TASK DIRECTIONS:
Print each of the entries exactly, leaving nothing out.

DATA EXTRACT:
• • • • • • •

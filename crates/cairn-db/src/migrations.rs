//! Forward-only migrations keyed on `PRAGMA user_version`.

use rusqlite::Connection;

use crate::{schema, DbError, Result, SCHEMA_VERSION};

/// Run all pending migrations.
pub fn run(conn: &Connection) -> Result<()> {
    let current: u32 = conn.pragma_query_value(None, "user_version", |row| row.get(0))?;

    if current == SCHEMA_VERSION {
        return Ok(());
    }
    if current > SCHEMA_VERSION {
        return Err(DbError::Migration(format!(
            "database version {current} is newer than supported {SCHEMA_VERSION}"
        )));
    }

    if current == 0 {
        tracing::info!(version = SCHEMA_VERSION, "initializing database schema");
        conn.execute_batch(schema::SCHEMA_V1)?;
        conn.pragma_update(None, "user_version", SCHEMA_VERSION)?;
        return Ok(());
    }

    for version in (current + 1)..=SCHEMA_VERSION {
        tracing::info!(version, "running migration");
        migrate_to(conn, version)?;
        conn.pragma_update(None, "user_version", version)?;
    }
    Ok(())
}

fn migrate_to(_conn: &Connection, version: u32) -> Result<()> {
    Err(DbError::Migration(format!("unknown migration version: {version}")))
}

• • • • • • •

TASK RESULT:
filename crates/cairn-db/src/migrations.rs
//! Forward-only migrations keyed on `PRAGMA user_version`.

use rusqlite::Connection;

use crate::{schema, DbError, Result, SCHEMA_VERSION};

/// Run all pending migrations.
pub fn run(conn: &Connection) -> Result<()> {
    let current: u32 = conn.pragma_query_value(None, "user_version", |row| row.get(0))?;

    if current == SCHEMA_VERSION {
        return Ok(());
    }
    if current > SCHEMA_VERSION {
        return Err(DbError::Migration(format!(
            "database version {current} is newer than supported {SCHEMA_VERSION}"
        )));
    }

    if current == 0 {
        tracing::info!(version = SCHEMA_VERSION, "initializing database schema");
        conn.execute_batch(schema::SCHEMA_V1)?;
        conn.pragma_update(None, "user_version", SCHEMA_VERSION)?;
        return Ok(());
    }

    for version in (current + 1)..=SCHEMA_VERSION {
        tracing::info!(version, "running migration");
        migrate_to(conn, version)?;
        conn.pragma_update(None, "user_version", version)?;
    }
    Ok(())
}

fn migrate_to(_conn: &Connection, version: u32) -> Result<()> {
    Err(DbError::Migration(format!("unknown migration version: {version}")))
}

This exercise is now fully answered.